### Entries provided ###

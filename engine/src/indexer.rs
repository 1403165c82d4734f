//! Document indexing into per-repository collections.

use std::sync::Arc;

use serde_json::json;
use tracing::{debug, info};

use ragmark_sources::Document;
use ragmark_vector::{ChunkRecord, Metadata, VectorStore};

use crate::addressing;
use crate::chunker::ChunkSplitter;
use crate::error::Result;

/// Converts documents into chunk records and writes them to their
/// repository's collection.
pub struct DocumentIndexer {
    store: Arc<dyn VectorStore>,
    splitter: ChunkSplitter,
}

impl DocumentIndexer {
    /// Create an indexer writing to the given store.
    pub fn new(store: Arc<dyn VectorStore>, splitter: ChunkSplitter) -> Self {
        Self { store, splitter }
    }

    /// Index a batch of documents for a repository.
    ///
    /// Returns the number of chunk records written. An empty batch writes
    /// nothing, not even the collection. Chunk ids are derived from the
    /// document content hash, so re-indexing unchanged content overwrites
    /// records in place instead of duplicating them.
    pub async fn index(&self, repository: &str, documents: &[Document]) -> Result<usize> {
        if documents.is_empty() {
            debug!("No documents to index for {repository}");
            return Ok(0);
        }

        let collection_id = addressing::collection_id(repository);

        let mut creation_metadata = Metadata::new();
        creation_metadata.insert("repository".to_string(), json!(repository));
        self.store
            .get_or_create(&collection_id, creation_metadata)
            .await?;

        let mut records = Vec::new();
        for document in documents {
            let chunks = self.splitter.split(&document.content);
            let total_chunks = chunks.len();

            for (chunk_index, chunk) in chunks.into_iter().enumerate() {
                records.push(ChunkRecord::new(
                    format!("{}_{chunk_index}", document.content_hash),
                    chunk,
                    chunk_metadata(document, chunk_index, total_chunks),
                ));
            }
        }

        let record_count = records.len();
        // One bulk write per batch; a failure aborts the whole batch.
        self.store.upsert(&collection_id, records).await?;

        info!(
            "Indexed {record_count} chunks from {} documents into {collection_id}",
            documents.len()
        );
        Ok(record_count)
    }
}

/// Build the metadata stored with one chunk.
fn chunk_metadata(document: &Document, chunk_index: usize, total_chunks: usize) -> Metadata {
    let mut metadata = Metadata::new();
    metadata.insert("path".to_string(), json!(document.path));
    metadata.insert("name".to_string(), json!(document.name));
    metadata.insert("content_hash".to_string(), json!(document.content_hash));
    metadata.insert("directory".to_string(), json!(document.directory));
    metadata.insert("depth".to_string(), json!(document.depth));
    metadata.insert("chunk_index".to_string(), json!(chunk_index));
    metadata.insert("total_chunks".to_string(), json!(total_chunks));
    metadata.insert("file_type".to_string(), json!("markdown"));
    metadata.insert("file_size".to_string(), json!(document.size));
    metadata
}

###
### Entries provided ###

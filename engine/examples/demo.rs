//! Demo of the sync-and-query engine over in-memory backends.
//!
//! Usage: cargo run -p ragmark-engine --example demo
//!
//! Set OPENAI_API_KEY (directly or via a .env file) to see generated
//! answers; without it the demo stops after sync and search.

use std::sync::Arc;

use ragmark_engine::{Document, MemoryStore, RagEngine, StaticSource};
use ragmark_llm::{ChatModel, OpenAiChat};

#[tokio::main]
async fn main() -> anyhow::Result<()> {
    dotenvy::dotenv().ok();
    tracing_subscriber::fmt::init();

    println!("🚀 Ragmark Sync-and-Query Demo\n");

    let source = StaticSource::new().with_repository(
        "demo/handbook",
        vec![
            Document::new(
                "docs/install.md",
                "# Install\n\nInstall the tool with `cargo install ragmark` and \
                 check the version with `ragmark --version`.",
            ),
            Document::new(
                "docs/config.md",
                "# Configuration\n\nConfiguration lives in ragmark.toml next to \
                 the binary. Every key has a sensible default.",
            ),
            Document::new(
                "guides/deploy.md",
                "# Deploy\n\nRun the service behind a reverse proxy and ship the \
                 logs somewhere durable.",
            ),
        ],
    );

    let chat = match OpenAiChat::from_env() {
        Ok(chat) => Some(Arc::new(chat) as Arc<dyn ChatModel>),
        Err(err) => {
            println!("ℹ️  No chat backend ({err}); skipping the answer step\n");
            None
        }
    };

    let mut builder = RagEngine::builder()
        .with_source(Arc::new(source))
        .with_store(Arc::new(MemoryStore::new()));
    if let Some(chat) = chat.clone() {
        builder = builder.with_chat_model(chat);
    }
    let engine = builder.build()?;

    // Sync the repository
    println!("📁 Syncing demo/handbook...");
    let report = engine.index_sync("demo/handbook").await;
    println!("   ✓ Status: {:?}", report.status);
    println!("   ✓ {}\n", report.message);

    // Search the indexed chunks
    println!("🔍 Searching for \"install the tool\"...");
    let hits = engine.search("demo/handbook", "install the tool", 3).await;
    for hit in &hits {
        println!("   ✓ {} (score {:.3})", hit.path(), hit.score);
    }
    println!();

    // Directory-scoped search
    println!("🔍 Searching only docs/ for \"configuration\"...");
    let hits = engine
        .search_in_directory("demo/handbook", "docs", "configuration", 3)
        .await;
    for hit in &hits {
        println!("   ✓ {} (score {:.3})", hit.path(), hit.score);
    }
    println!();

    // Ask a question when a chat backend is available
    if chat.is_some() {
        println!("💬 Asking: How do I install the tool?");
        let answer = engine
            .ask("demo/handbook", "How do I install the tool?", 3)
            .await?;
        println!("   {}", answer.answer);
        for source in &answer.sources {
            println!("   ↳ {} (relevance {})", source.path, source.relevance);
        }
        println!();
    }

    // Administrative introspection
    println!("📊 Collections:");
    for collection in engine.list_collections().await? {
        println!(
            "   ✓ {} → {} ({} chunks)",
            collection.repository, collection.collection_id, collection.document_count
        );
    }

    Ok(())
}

###

> Description of the task
Could you restate, word for word, the lines above from the one with "filename engine/src/indexer.rs" to the one with "derived from the", both included?

> Reply
filename engine/src/indexer.rs
repository 1403165c82d4734f
//! Document indexing into per-repository collections.

use std::sync::Arc;

use serde_json::json;
use tracing::{debug, info};

use ragmark_sources::Document;
use ragmark_vector::{ChunkRecord, Metadata, VectorStore};

use crate::addressing;
use crate::chunker::ChunkSplitter;
use crate::error::Result;

/// Converts documents into chunk records and writes them to their
/// repository's collection.
pub struct DocumentIndexer {
    store: Arc<dyn VectorStore>,
    splitter: ChunkSplitter,
}

impl DocumentIndexer {
    /// Create an indexer writing to the given store.
    pub fn new(store: Arc<dyn VectorStore>, splitter: ChunkSplitter) -> Self {
        Self { store, splitter }
    }

    /// Index a batch of documents for a repository.
    ///
    /// Returns the number of chunk records written. An empty batch writes
    /// nothing, not even the collection. Chunk ids are derived from the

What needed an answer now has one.